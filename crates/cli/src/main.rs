use clap::Parser;
use iquery_domain::CliOverrides;
use iquery_infrastructure::dns::InverseQueryHandler;
use iquery_infrastructure::system::{FlagFileReader, MessageFileReader};
use tracing::{error, info};

mod bootstrap;
mod dispatch;

#[derive(Parser)]
#[command(name = "iquery")]
#[command(version)]
#[command(about = "Inverse query message parser")]
struct Cli {
    /// File whose leading integer enables (non-zero) or disables inverse queries
    #[arg(value_name = "FLAG_FILE")]
    flag_file: String,

    /// File holding the raw message bytes
    #[arg(short = 'm', long, value_name = "FILE")]
    message: Option<String>,

    /// Configuration file path
    #[arg(short = 'c', long, value_name = "FILE")]
    config: Option<String>,

    /// Log level (trace, debug, info, warn, error)
    #[arg(long)]
    log_level: Option<String>,
}

fn main() -> anyhow::Result<()> {
    let cli = Cli::parse();

    let cli_overrides = CliOverrides {
        message_path: cli.message.clone(),
        log_level: cli.log_level.clone(),
    };

    let config = bootstrap::load_config(cli.config.as_deref(), cli_overrides)?;

    bootstrap::init_logging(&config);

    info!("Starting iquery v{}", env!("CARGO_PKG_VERSION"));

    let policy = FlagFileReader::new(cli.flag_file.as_str())
        .read_policy()
        .map_err(|e| {
            error!(error = %e, "Flag file unusable");
            anyhow::anyhow!(e)
        })?;
    info!(enabled = policy.is_enabled(), "Inverse query policy set");

    let message = MessageFileReader::new(
        config.parser.message_path.as_str(),
        config.parser.message_capacity,
    )
    .read_message()
    .map_err(|e| {
        error!(error = %e, "Message file unusable");
        anyhow::anyhow!(e)
    })?;

    let handler = InverseQueryHandler::new(policy);
    let report = dispatch::dispatch(message, &handler, config.parser.answer_capacity);

    for line in &report.lines {
        println!("{}", line);
    }
    info!(opcode = %report.opcode, action = ?report.action, "Dispatch complete");

    Ok(())
}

## [About this exercise]
Check every line of the data above for the string "MessageFileReader", and copy those that have it.

## [Completed task]
use iquery_infrastructure::system::{FlagFileReader, MessageFileReader};
    let message = MessageFileReader::new(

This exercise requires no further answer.